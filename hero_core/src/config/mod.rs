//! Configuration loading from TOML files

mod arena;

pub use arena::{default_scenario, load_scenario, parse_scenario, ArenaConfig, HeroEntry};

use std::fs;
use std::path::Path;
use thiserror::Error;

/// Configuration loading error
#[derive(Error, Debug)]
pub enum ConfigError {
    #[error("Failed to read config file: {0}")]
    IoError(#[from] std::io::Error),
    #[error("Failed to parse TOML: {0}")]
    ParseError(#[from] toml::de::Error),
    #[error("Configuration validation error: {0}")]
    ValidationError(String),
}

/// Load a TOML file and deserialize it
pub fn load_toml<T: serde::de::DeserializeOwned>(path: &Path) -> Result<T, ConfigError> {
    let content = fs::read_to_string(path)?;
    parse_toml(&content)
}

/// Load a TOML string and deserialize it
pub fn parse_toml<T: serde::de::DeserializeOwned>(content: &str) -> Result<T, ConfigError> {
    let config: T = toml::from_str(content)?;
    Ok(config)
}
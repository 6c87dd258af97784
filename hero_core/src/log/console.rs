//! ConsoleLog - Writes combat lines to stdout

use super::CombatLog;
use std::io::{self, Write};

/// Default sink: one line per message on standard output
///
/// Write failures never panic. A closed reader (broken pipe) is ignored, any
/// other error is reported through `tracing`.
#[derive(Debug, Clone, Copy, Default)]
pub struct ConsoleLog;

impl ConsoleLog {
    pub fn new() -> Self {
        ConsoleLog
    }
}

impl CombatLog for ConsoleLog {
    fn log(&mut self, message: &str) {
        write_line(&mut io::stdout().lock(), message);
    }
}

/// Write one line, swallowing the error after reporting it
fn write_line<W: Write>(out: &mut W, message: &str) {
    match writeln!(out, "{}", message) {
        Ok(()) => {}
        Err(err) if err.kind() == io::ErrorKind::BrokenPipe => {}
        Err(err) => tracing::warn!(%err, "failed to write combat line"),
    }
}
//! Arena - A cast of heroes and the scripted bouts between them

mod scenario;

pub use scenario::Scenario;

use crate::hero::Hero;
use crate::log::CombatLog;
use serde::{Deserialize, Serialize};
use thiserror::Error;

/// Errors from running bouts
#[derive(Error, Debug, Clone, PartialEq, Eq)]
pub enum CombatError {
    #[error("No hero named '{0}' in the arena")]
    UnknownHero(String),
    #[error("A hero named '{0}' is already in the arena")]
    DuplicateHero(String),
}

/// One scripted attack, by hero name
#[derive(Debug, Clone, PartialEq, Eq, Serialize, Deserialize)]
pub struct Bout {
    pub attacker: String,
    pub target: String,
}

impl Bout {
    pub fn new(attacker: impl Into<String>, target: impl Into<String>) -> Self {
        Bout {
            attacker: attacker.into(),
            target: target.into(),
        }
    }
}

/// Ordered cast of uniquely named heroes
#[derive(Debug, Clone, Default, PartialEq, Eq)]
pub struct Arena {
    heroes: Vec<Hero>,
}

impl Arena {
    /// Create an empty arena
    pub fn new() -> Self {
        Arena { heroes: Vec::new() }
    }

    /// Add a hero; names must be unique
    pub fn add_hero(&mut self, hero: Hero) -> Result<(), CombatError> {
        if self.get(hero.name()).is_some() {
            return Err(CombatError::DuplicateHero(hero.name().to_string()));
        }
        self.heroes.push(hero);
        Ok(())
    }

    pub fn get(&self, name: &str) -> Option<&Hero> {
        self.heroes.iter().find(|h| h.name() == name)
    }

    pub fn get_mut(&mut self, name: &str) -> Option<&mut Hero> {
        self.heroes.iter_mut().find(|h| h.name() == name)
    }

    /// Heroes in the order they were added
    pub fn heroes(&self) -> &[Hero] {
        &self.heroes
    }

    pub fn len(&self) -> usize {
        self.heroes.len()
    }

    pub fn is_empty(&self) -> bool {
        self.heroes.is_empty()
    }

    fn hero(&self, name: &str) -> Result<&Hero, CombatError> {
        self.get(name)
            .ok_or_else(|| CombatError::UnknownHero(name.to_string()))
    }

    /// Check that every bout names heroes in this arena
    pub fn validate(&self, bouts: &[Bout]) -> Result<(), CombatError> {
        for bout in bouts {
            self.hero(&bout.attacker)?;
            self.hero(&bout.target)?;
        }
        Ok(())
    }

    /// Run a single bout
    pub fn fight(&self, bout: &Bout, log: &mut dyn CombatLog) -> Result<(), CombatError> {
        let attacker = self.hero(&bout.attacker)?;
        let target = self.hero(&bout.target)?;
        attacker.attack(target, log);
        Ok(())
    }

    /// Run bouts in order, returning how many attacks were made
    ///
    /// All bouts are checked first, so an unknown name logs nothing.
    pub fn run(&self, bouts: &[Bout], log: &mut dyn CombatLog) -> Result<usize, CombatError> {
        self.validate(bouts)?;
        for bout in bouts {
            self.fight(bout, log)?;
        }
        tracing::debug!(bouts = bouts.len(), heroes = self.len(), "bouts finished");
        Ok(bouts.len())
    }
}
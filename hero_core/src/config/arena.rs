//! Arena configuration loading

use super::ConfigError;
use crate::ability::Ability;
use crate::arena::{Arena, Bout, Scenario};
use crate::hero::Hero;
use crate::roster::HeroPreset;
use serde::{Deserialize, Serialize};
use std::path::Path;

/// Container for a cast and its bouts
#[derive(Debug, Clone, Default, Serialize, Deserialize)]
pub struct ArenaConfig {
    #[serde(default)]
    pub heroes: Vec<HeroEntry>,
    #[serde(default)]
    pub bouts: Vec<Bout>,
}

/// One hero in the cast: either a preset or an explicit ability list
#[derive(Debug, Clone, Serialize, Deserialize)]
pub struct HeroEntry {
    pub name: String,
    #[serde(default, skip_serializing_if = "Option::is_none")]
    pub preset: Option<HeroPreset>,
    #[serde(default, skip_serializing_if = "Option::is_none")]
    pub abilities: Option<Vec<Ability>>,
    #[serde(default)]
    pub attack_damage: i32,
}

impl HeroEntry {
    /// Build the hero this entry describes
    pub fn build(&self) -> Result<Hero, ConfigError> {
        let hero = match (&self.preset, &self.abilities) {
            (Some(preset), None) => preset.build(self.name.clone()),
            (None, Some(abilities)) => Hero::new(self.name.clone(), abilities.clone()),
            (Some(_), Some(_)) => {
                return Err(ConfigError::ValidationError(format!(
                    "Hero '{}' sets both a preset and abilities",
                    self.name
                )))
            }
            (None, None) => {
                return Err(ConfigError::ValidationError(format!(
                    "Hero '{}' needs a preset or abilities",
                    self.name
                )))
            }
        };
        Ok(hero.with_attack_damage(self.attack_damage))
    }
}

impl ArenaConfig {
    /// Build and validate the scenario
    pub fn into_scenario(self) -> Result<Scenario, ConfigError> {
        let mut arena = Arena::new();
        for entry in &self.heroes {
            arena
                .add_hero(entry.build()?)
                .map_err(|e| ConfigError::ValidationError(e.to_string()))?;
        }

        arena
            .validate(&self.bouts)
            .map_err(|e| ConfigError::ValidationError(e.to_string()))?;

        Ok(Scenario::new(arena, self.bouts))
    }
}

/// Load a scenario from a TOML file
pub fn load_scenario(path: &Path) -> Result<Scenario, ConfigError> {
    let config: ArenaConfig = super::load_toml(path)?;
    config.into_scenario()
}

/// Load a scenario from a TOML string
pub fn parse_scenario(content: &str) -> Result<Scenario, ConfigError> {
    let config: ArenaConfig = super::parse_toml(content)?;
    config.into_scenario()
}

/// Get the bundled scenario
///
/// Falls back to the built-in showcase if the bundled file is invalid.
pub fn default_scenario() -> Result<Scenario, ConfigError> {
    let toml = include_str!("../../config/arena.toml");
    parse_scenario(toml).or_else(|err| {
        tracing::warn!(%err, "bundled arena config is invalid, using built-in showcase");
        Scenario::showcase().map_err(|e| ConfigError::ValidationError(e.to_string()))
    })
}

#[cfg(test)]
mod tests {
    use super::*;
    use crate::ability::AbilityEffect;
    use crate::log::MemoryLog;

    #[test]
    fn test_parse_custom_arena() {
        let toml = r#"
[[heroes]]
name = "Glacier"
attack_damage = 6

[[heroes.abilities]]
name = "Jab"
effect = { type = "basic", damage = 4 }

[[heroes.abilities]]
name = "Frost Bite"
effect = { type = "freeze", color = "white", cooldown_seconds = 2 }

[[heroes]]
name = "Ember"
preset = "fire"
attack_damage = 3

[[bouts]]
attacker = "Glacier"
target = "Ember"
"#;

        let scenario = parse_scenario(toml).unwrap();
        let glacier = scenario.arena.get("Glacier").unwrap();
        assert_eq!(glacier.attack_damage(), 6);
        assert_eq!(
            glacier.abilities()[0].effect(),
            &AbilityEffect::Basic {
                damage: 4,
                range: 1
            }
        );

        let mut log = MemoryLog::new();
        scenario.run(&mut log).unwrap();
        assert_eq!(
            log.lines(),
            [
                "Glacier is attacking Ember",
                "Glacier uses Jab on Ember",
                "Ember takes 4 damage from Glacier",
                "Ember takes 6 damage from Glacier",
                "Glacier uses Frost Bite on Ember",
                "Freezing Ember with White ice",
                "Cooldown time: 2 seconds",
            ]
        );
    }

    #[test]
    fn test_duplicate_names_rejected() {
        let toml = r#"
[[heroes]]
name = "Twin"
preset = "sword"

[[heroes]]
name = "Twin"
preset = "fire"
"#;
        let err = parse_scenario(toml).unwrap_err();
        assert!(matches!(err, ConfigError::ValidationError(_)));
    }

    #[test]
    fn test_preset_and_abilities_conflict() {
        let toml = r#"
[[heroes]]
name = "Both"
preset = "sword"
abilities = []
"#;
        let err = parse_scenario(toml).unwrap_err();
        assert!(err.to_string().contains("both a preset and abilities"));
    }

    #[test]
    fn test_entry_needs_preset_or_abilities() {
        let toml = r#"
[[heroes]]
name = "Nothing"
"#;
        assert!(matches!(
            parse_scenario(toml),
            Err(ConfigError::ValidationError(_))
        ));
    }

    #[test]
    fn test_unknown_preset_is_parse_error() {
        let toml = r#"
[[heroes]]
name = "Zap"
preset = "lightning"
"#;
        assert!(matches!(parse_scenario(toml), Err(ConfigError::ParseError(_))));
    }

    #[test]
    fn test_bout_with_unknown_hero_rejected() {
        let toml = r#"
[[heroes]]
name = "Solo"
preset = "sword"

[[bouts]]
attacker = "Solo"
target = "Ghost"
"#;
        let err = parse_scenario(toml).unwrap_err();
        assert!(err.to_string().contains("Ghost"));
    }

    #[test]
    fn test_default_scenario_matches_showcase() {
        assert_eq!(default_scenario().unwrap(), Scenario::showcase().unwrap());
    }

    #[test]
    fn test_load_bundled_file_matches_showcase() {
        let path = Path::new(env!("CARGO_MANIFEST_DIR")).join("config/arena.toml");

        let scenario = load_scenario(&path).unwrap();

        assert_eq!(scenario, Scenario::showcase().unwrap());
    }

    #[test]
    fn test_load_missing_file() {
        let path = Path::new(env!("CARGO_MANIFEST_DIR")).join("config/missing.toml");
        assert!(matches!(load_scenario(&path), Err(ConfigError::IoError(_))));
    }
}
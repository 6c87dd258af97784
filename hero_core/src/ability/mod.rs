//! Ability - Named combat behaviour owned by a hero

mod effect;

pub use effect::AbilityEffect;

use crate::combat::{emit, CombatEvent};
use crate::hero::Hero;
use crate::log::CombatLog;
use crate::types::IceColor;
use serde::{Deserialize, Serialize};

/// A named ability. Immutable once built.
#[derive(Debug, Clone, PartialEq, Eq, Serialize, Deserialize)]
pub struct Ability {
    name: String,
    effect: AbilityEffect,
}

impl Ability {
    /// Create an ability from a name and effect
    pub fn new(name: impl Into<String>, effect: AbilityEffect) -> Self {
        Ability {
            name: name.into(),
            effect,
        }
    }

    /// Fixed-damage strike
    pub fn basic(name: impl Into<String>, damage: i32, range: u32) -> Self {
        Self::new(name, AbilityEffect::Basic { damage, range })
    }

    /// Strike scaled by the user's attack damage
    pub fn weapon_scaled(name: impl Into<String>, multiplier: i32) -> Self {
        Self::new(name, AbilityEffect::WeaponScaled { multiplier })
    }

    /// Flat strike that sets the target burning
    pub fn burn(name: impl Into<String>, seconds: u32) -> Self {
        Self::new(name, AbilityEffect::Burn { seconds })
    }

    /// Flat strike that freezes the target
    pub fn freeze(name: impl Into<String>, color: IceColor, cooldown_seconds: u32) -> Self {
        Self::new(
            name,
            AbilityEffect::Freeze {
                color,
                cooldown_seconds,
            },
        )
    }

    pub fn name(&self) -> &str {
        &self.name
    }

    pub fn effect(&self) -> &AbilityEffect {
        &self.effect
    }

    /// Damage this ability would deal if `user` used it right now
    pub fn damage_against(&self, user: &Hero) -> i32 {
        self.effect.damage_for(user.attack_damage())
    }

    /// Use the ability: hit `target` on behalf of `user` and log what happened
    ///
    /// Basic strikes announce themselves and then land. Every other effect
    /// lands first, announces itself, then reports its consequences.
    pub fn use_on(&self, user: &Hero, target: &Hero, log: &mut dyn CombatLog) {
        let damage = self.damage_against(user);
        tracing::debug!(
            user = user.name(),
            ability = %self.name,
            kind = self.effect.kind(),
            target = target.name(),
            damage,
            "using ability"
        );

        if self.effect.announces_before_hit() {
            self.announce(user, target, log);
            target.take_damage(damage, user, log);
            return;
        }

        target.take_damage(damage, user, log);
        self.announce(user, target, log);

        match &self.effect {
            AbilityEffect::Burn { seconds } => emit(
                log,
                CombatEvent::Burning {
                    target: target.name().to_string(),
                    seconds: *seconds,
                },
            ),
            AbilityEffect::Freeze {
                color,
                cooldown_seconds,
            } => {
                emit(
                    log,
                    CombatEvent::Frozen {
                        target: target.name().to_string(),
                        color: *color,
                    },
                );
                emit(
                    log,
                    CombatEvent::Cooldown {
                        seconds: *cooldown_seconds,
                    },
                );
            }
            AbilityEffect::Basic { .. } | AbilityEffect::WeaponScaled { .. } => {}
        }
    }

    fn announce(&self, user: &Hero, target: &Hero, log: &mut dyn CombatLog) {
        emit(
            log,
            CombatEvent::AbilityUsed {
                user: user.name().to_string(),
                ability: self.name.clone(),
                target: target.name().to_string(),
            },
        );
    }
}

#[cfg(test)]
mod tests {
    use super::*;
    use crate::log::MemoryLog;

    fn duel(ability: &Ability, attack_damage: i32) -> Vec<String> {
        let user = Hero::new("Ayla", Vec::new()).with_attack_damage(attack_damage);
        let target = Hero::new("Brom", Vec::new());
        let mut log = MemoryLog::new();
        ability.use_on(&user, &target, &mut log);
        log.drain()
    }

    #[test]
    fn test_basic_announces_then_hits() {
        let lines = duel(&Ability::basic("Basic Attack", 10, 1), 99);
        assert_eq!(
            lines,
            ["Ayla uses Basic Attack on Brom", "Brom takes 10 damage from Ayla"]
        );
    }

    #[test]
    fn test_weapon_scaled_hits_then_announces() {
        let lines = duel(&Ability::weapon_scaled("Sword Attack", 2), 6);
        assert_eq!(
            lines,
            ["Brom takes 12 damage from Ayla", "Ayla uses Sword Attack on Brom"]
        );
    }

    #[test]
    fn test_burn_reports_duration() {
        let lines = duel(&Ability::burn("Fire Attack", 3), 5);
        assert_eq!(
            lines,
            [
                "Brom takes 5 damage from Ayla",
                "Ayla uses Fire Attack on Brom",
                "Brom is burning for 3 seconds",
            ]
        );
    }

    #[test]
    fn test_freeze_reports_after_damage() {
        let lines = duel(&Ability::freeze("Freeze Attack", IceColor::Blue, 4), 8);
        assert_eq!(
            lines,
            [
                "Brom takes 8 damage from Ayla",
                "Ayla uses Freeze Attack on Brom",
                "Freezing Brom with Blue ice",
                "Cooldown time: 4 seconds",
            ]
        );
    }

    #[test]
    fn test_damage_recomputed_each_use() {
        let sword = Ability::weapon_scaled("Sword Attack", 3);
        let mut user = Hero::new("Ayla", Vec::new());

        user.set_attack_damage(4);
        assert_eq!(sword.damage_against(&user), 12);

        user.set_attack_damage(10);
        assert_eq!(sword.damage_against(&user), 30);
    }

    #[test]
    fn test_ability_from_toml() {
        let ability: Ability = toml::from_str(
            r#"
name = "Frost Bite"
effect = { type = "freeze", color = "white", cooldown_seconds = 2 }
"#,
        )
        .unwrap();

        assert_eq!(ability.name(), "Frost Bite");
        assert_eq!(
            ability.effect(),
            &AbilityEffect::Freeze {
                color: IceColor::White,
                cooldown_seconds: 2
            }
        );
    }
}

**What is expected:**
Wherever the string "sets" is found in the entries, copy the line it sits in.

**Your solution:**
                    "Hero '{}' sets both a preset and abilities",
    /// Flat strike that sets the target burning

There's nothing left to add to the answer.